Data section START

//! Per-server key-value store and its command execution.

use std::collections::HashMap;

use serde::{Deserialize, Serialize};

/// Command to the key-value store.
#[derive(Debug, PartialEq, Eq, Clone, Serialize, Deserialize)]
pub enum Command {
    /// Get the value of given key.
    Get { key: String },

    /// Put a new value into key, replacing the old one.
    Put { key: String, value: String },

    /// Append value to the end of key's current value.
    Append { key: String, value: String },
}

/// Command execution result returned by the store.
#[derive(Debug, PartialEq, Eq, Clone, Serialize, Deserialize)]
pub enum CommandResult {
    /// `Some(value)` if key is found in the store, else `None`.
    Get { value: Option<String> },

    /// `Some(old_value)` if key was in the store, else `None`.
    Put { old_value: Option<String> },

    /// `Some(old_value)` if key was in the store, else `None`.
    Append { old_value: Option<String> },
}

impl CommandResult {
    /// Value carried by the result: the current value for a Get, the value
    /// before the write for a Put or Append.
    pub fn into_value(self) -> Option<String> {
        match self {
            CommandResult::Get { value } => value,
            CommandResult::Put { old_value }
            | CommandResult::Append { old_value } => old_value,
        }
    }
}

/// Per-key write version, assigned by the key's primary.
pub type Version = u64;

/// One stored value and the version of the write that produced it.
#[derive(Debug, Clone, PartialEq, Eq)]
struct Entry {
    value: String,
    version: Version,
}

/// The local volatile store, which is simply an in-memory `HashMap`. Not
/// thread-safe by itself; the owning server serializes access.
///
/// Every Put or Append executed here bumps the key's version by one. Values
/// installed from a primary carry the primary's version and only take
/// effect if newer than what is stored, so pushes arriving out of order
/// cannot roll a key back.
#[derive(Debug, Default)]
pub struct KvStore {
    /// HashMap from key -> versioned value.
    data: HashMap<String, Entry>,
}

impl KvStore {
    /// Creates an empty store.
    pub fn new() -> Self {
        KvStore {
            data: HashMap::new(),
        }
    }

    /// Executes given command on the store.
    pub fn execute(&mut self, cmd: &Command) -> CommandResult {
        match cmd {
            Command::Get { key } => CommandResult::Get {
                value: self.get(key).cloned(),
            },
            Command::Put { key, value } => CommandResult::Put {
                old_value: self.write(key, |_| value.clone()),
            },
            Command::Append { key, value } => CommandResult::Append {
                old_value: self.write(key, |old| {
                    let mut new_value = old.to_string();
                    new_value.push_str(value);
                    new_value
                }),
            },
        }
    }

    /// Replaces key's value with `f(old value or "")` under the next
    /// version. Returns the old value.
    fn write(
        &mut self,
        key: &str,
        f: impl FnOnce(&str) -> String,
    ) -> Option<String> {
        let (old_value, version) = match self.data.get(key) {
            Some(entry) => (Some(entry.value.clone()), entry.version + 1),
            None => (None, 1),
        };
        let value = f(old_value.as_deref().unwrap_or(""));
        self.data.insert(key.into(), Entry { value, version });
        old_value
    }

    /// Current value of key, if any.
    pub fn get(&self, key: &str) -> Option<&String> {
        self.data.get(key).map(|entry| &entry.value)
    }

    /// Current value of key together with its version, if any.
    pub fn get_versioned(&self, key: &str) -> Option<(&String, Version)> {
        self.data.get(key).map(|entry| (&entry.value, entry.version))
    }

    /// Sets key to value if `version` is newer than the stored one. Returns
    /// whether the value was installed.
    pub fn install(
        &mut self,
        key: String,
        value: String,
        version: Version,
    ) -> bool {
        match self.data.get(&key) {
            Some(entry) if entry.version >= version => false,
            _ => {
                self.data.insert(key, Entry { value, version });
                true
            }
        }
    }
}
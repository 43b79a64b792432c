//! Length-prefixed TCP framing and bind/connect helper functions.
//!
//! Every message on the wire is a big-endian `u64` length followed by the
//! MessagePack encoding of the object.

use std::marker::Unpin;
use std::net::SocketAddr;

use crate::utils::ShardKvError;

use rmp_serde::decode::from_slice as decode_from_slice;
use rmp_serde::encode::to_vec as encode_to_vec;

use serde::de::DeserializeOwned;
use serde::Serialize;

use tokio::io::{AsyncReadExt, AsyncWriteExt};
use tokio::net::{TcpListener, TcpSocket, TcpStream};
use tokio::time::{self, Duration};

/// Upper bound on the length of a single framed object.
const MAX_FRAME_LEN: u64 = 64 * 1024 * 1024;

/// Sends an object of type `T` to TCP writable connection `conn_write`.
pub(crate) async fn tcp_send_obj<T, Conn>(
    conn_write: &mut Conn,
    obj: &T,
) -> Result<(), ShardKvError>
where
    T: Serialize,
    Conn: AsyncWriteExt + Unpin,
{
    let obj_bytes = encode_to_vec(obj)?;
    conn_write.write_u64(obj_bytes.len() as u64).await?; // send length first
    conn_write.write_all(&obj_bytes[..]).await?;
    conn_write.flush().await?;
    Ok(())
}

/// Receives an object of type `T` from TCP readable connection `conn_read`.
/// Returns `Ok(None)` if the peer closed the connection cleanly before a new
/// object started.
pub(crate) async fn tcp_recv_obj<T, Conn>(
    conn_read: &mut Conn,
) -> Result<Option<T>, ShardKvError>
where
    T: DeserializeOwned,
    Conn: AsyncReadExt + Unpin,
{
    let obj_len = match conn_read.read_u64().await {
        Ok(len) => len,
        Err(e) if e.kind() == std::io::ErrorKind::UnexpectedEof => {
            return Ok(None);
        }
        Err(e) => return Err(e.into()),
    };
    if obj_len > MAX_FRAME_LEN {
        return Err(ShardKvError(format!(
            "frame length {} exceeds limit {}",
            obj_len, MAX_FRAME_LEN
        )));
    }

    let mut obj_buf: Vec<u8> = vec![0; obj_len as usize];
    conn_read.read_exact(&mut obj_buf[..]).await?;
    Ok(Some(decode_from_slice(&obj_buf)?))
}

/// Wrapper over tokio `TcpListener` binding that provides a retrying logic.
pub(crate) async fn tcp_bind_with_retry(
    bind_addr: SocketAddr,
    mut retries: u8,
) -> Result<TcpListener, ShardKvError> {
    loop {
        let socket = if bind_addr.is_ipv4() {
            TcpSocket::new_v4()?
        } else {
            TcpSocket::new_v6()?
        };
        socket.set_reuseaddr(true)?;
        socket.bind(bind_addr)?;

        match socket.listen(1024) {
            Ok(listener) => return Ok(listener),
            Err(err) => {
                if retries == 0 {
                    return Err(err.into());
                }
                retries -= 1;
                time::sleep(Duration::from_secs(1)).await;
            }
        }
    }
}

/// Wrapper over tokio `TcpStream::connect()` that provides a retrying logic.
pub(crate) async fn tcp_connect_with_retry(
    conn_addr: SocketAddr,
    mut retries: u8,
) -> Result<TcpStream, ShardKvError> {
    loop {
        match TcpStream::connect(conn_addr).await {
            Ok(stream) => {
                stream.set_nodelay(true)?;
                return Ok(stream);
            }
            Err(err) => {
                if retries == 0 {
                    return Err(err.into());
                }
                retries -= 1;
                time::sleep(Duration::from_millis(100)).await;
            }
        }
    }
}

#[cfg(test)]
mod tests {
    use super::*;
    use std::collections::HashMap;

    #[tokio::test(flavor = "multi_thread", worker_threads = 2)]
    async fn send_recv_objs() -> Result<(), ShardKvError> {
        let (mut client, mut server) = tokio::io::duplex(1024);
        let mut obj = HashMap::new();
        obj.insert("4".to_string(), "x".to_string());

        tcp_send_obj(&mut client, &obj).await?;
        tcp_send_obj(&mut client, &7u64).await?;
        let got: Option<HashMap<String, String>> =
            tcp_recv_obj(&mut server).await?;
        assert_eq!(got, Some(obj));
        assert_eq!(tcp_recv_obj::<u64, _>(&mut server).await?, Some(7));

        drop(client);
        assert_eq!(tcp_recv_obj::<u64, _>(&mut server).await?, None);
        Ok(())
    }

    #[tokio::test(flavor = "multi_thread", worker_threads = 2)]
    async fn recv_oversized_frame() -> Result<(), ShardKvError> {
        let (mut client, mut server) = tokio::io::duplex(64);
        client.write_u64(MAX_FRAME_LEN + 1).await?;
        assert!(tcp_recv_obj::<u64, _>(&mut server).await.is_err());
        Ok(())
    }
}
//! ShardKV core library: a sharded key-value store where each key lives on a
//! small replica group whose primary pushes every committed value to the
//! rest of the group.

#[macro_use]
mod utils;

mod client;
mod cluster;
mod server;

// Helper utilities, functions, and macros
pub use utils::{logger_init, Bitmap, ShardKvError};

// Cluster-wide building blocks
pub use cluster::{
    ClusterConfig, Liveness, LivenessMap, LocalCluster, LocalNetwork,
    ServerIdx, ShardRouter, Transport,
};

// Server-side public types
pub use server::{
    ApiReply, ApiRequest, Command, CommandResult, DedupTable, ExternalApi,
    KvServer, KvStore, PutAppendArgs, RefuseReason, SeqId, Version, WriteOp,
};

// Client-side public types
pub use client::{
    Clerk, ClerkConfig, ClientId, TcpTransport, TcpTransportConfig,
};
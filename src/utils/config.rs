//! Configuration parameters struct parsing helper.

/// Composes a configuration struct from its default values, then overwrites
/// given fields by parsing from given TOML string if it's not `None`. Returns
/// an `Ok(config)` on success, and `Err(ShardKvError)` on parser failure or
/// if the TOML string names a field not in the given list.
///
/// Example:
/// ```no_compile
/// let config = parsed_config!(config_str => ClusterConfig; nservers, nreplicas)?;
/// ```
#[macro_export]
macro_rules! parsed_config {
    ($config_str:expr => $config_type:ty; $($field:ident),+) => {{
        let config_str: Option<&str> = $config_str;

        // closure helper for easier error returning
        let compose_config = || -> Result<$config_type, $crate::ShardKvError> {
            let mut config: $config_type = Default::default();
            let Some(config_str) = config_str else {
                return Ok(config);
            };

            let mut table = config_str.parse::<toml::Table>()?;

            // traverse through all given field names
            $({
                // if field name found in table (and removed)
                if let Some(v) = table.remove(stringify!($field)) {
                    config.$field = v.try_into()?;
                }
            })+

            // if table is not empty at this time, some parsed keys are not
            // expected hence invalid
            if let Some(key) = table.keys().next() {
                return Err($crate::ShardKvError::msg(format!(
                    "invalid field name '{}' in config",
                    key
                )));
            }

            Ok(config)
        };

        compose_config()
    }};
}

#[cfg(test)]
mod config_tests {
    use crate::utils::ShardKvError;

    #[derive(Debug, PartialEq)]
    struct TestConfig {
        population: u8,
        label: String,
        backoff_ms: u64,
    }

    impl Default for TestConfig {
        fn default() -> Self {
            TestConfig {
                population: 5,
                label: "shard".into(),
                backoff_ms: 20,
            }
        }
    }

    #[test]
    fn parse_from_none() -> Result<(), ShardKvError> {
        let config =
            parsed_config!(None => TestConfig; population, label, backoff_ms)?;
        let ref_config: TestConfig = Default::default();
        assert_eq!(config, ref_config);
        Ok(())
    }

    #[test]
    fn parse_from_partial() -> Result<(), ShardKvError> {
        let config_str = Some("label = 'group'\nbackoff_ms = 75");
        let config =
            parsed_config!(config_str => TestConfig; label, backoff_ms)?;
        let ref_config = TestConfig {
            population: 5,
            label: "group".into(),
            backoff_ms: 75,
        };
        assert_eq!(config, ref_config);
        Ok(())
    }

    #[test]
    fn parse_invalid_field() {
        let config_str = Some("replicas = 9");
        assert!(parsed_config!(config_str => TestConfig; population).is_err());
    }

    #[test]
    fn parse_wrong_type() {
        let config_str = Some("population = 'many'");
        assert!(parsed_config!(config_str => TestConfig; population).is_err());
    }
}
//! Deploy error types.

use staticship_paths::PathError;
use staticship_transfer::TransferError;
use staticship_validation::{ValidationError, Violation};

/// Errors produced during a deploy.
#[derive(Debug, thiserror::Error)]
pub enum DeployError {
    #[error("configuration error: {0}")]
    Configuration(String),

    #[error("environment error: {0}")]
    Environment(String),

    #[error("security violation: {0}")]
    Security(#[from] PathError),

    #[error("validation failed: {0}")]
    Validation(Violation),

    #[error("more than one input maps to deploy path {0}")]
    DuplicatePath(String),

    #[error(transparent)]
    Io(#[from] TransferError),

    #[error("JSON error: {0}")]
    Json(#[from] serde_json::Error),

    #[error("encoding error: {0}")]
    Encode(String),

    #[error("transport error: {0}")]
    Transport(String),

    #[error("no files to deploy")]
    NoFiles,

    #[error("cancelled")]
    Cancelled,
}

impl From<ValidationError> for DeployError {
    fn from(err: ValidationError) -> Self {
        match err {
            ValidationError::LimitsNotInitialized => Self::Configuration(err.to_string()),
            ValidationError::Rule(violation) => Self::Validation(violation),
        }
    }
}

Data section END

What you should do:
Copy every line that contains "AsyncWriteExt" from the listing above.

Finished exercise:
use tokio::io::{AsyncReadExt, AsyncWriteExt};
    Conn: AsyncWriteExt + Unpin,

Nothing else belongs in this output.